(Dataset entries)
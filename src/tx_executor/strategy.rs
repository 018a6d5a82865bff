//! Backend call strategies
//!
//! One implementation per wallet paradigm, selected by [`StrategyKind`].
//! New backends become new implementations here rather than branches at
//! the call sites.

use ethers::abi::{Function, Token};
use ethers::types::{Bytes, U256};

use super::errors::ExecutorError;
use crate::contracts::ContractTarget;
use crate::wallet::{PreparedCall, RawTransaction, StrategyKind, WalletRequest};

pub trait CallStrategy: Send + Sync {
    fn kind(&self) -> StrategyKind;

    /// Turn an operation call into the request shape the backend consumes
    fn prepare(
        &self,
        target: &ContractTarget,
        operation: &str,
        args: Vec<Token>,
        value: Option<U256>,
    ) -> Result<WalletRequest, ExecutorError>;
}

/// Typed call description; the backend encodes and estimates gas itself
#[derive(Debug, Clone, Copy, Default)]
pub struct DeclarativeStrategy;

/// Encodes call data locally into a raw `{to, data, value}` envelope
#[derive(Debug, Clone, Copy, Default)]
pub struct ManualEncodingStrategy;

pub fn strategy_for(kind: StrategyKind) -> &'static dyn CallStrategy {
    match kind {
        StrategyKind::Declarative => &DeclarativeStrategy,
        StrategyKind::ManualEncoding => &ManualEncodingStrategy,
    }
}

fn lookup<'a>(target: &'a ContractTarget, operation: &str) -> Result<&'a Function, ExecutorError> {
    target
        .function(operation)
        .ok_or_else(|| ExecutorError::UnknownOperation {
            contract: target.id.to_string(),
            operation: operation.to_string(),
        })
}

fn check_arguments(function: &Function, args: &[Token]) -> Result<(), ExecutorError> {
    let expected: Vec<_> = function.inputs.iter().map(|p| p.kind.clone()).collect();
    if args.len() != expected.len() {
        return Err(ExecutorError::Encoding {
            operation: function.name.clone(),
            reason: format!("expected {} arguments, got {}", expected.len(), args.len()),
        });
    }
    if !Token::types_check(args, &expected) {
        return Err(ExecutorError::Encoding {
            operation: function.name.clone(),
            reason: "argument types do not match the interface".to_string(),
        });
    }
    Ok(())
}

impl CallStrategy for DeclarativeStrategy {
    fn kind(&self) -> StrategyKind {
        StrategyKind::Declarative
    }

    fn prepare(
        &self,
        target: &ContractTarget,
        operation: &str,
        args: Vec<Token>,
        value: Option<U256>,
    ) -> Result<WalletRequest, ExecutorError> {
        let function = lookup(target, operation)?;
        check_arguments(function, &args)?;
        Ok(WalletRequest::Prepared(PreparedCall {
            contract: target.id,
            to: target.address,
            function: function.clone(),
            args,
            value,
        }))
    }
}

impl CallStrategy for ManualEncodingStrategy {
    fn kind(&self) -> StrategyKind {
        StrategyKind::ManualEncoding
    }

    fn prepare(
        &self,
        target: &ContractTarget,
        operation: &str,
        args: Vec<Token>,
        value: Option<U256>,
    ) -> Result<WalletRequest, ExecutorError> {
        let function = lookup(target, operation)?;
        check_arguments(function, &args)?;
        let data = function
            .encode_input(&args)
            .map_err(|e| ExecutorError::Encoding {
                operation: operation.to_string(),
                reason: e.to_string(),
            })?;
        Ok(WalletRequest::Raw(RawTransaction {
            to: target.address,
            data: Bytes::from(data),
            value,
        }))
    }
}

#[cfg(test)]
mod tests {
    use super::*;
    use crate::contracts::{builtin_abi, ContractId};
    use ethers::types::Address;

    fn voting() -> ContractTarget {
        ContractTarget::new(
            ContractId::EvermarkVoting,
            Address::repeat_byte(0x33),
            builtin_abi(ContractId::EvermarkVoting).unwrap(),
        )
    }

    fn delegate_args() -> Vec<Token> {
        vec![Token::Uint(U256::from(7u64)), Token::Uint(U256::exp10(18))]
    }

    #[test]
    fn test_manual_encoding_builds_envelope() {
        let value = U256::from(123_456_789u64);
        let request = ManualEncodingStrategy
            .prepare(&voting(), "delegateVotes", delegate_args(), Some(value))
            .unwrap();
        let WalletRequest::Raw(tx) = request else {
            panic!("expected raw envelope");
        };
        assert_eq!(tx.to, Address::repeat_byte(0x33));
        assert_eq!(tx.value, Some(value));
        let selector = voting().function("delegateVotes").unwrap().short_signature();
        assert_eq!(&tx.data[..4], &selector[..]);
        assert_eq!(tx.data.len(), 4 + 64);
    }

    #[test]
    fn test_declarative_keeps_typed_call() {
        let request = DeclarativeStrategy
            .prepare(&voting(), "delegateVotes", delegate_args(), None)
            .unwrap();
        let WalletRequest::Prepared(call) = request else {
            panic!("expected prepared call");
        };
        assert_eq!(call.function.name, "delegateVotes");
        assert_eq!(call.args, delegate_args());
        assert_eq!(call.contract, ContractId::EvermarkVoting);
    }

    #[test]
    fn test_both_strategies_reject_bad_input_the_same_way() {
        for strategy in [strategy_for(StrategyKind::Declarative), strategy_for(StrategyKind::ManualEncoding)] {
            let unknown = strategy.prepare(&voting(), "nope", vec![], None).unwrap_err();
            assert!(matches!(unknown, ExecutorError::UnknownOperation { .. }));

            let arity = strategy
                .prepare(&voting(), "delegateVotes", vec![Token::Uint(U256::one())], None)
                .unwrap_err();
            assert!(matches!(arity, ExecutorError::Encoding { .. }));

            let types = strategy
                .prepare(
                    &voting(),
                    "delegateVotes",
                    vec![Token::Bool(true), Token::Uint(U256::one())],
                    None,
                )
                .unwrap_err();
            assert!(matches!(types, ExecutorError::Encoding { .. }));
        }
    }
}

Task item:
Locate the word "Uint" in the records and collect each line it appears in.

Your response:
        vec![Token::Uint(U256::from(7u64)), Token::Uint(U256::exp10(18))]
                .prepare(&voting(), "delegateVotes", vec![Token::Uint(U256::one())], None)
                    vec![Token::Bool(true), Token::Uint(U256::one())],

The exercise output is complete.